━━ DATA
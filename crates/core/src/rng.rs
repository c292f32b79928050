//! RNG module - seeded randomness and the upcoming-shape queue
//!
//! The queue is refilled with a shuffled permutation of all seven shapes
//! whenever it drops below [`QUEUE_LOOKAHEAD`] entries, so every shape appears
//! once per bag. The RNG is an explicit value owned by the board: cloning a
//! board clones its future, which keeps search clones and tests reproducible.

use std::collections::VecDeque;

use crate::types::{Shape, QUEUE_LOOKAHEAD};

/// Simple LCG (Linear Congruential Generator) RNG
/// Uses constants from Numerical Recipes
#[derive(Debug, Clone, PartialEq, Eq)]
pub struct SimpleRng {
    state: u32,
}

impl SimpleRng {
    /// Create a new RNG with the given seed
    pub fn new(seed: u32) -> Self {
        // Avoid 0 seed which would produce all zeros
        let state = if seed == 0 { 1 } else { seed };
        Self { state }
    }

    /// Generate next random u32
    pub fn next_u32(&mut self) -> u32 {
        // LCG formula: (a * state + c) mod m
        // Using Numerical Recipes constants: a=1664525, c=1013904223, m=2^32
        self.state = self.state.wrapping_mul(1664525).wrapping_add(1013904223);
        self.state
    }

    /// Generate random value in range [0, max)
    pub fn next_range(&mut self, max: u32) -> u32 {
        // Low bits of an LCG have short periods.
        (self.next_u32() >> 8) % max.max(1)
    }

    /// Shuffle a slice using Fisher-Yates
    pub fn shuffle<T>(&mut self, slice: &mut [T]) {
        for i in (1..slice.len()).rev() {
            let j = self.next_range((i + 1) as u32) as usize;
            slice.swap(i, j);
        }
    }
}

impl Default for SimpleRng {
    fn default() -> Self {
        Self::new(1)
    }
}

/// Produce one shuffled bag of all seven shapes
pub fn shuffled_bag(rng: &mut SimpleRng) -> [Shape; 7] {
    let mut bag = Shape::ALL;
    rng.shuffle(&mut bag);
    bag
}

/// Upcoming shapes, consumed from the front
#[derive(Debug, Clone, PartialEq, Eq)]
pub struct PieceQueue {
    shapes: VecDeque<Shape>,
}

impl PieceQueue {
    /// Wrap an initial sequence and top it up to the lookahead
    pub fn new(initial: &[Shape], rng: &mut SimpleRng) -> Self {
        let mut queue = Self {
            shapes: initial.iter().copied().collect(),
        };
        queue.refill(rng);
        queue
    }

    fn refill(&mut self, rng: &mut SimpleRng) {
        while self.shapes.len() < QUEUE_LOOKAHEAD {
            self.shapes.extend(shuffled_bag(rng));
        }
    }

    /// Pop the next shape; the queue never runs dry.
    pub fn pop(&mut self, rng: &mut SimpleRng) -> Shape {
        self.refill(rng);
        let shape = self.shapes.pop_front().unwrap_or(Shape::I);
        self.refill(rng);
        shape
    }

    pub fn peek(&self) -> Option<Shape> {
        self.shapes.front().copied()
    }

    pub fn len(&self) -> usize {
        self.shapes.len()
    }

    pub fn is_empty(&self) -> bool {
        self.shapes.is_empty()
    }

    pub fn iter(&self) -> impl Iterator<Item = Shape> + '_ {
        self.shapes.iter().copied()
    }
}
━━━━
**EXERCISE**
Pull each line that includes the word "from" out of the material above.

**EXERCISE ANSWER**
/// Uses constants from Numerical Recipes
/// Upcoming shapes, consumed from the front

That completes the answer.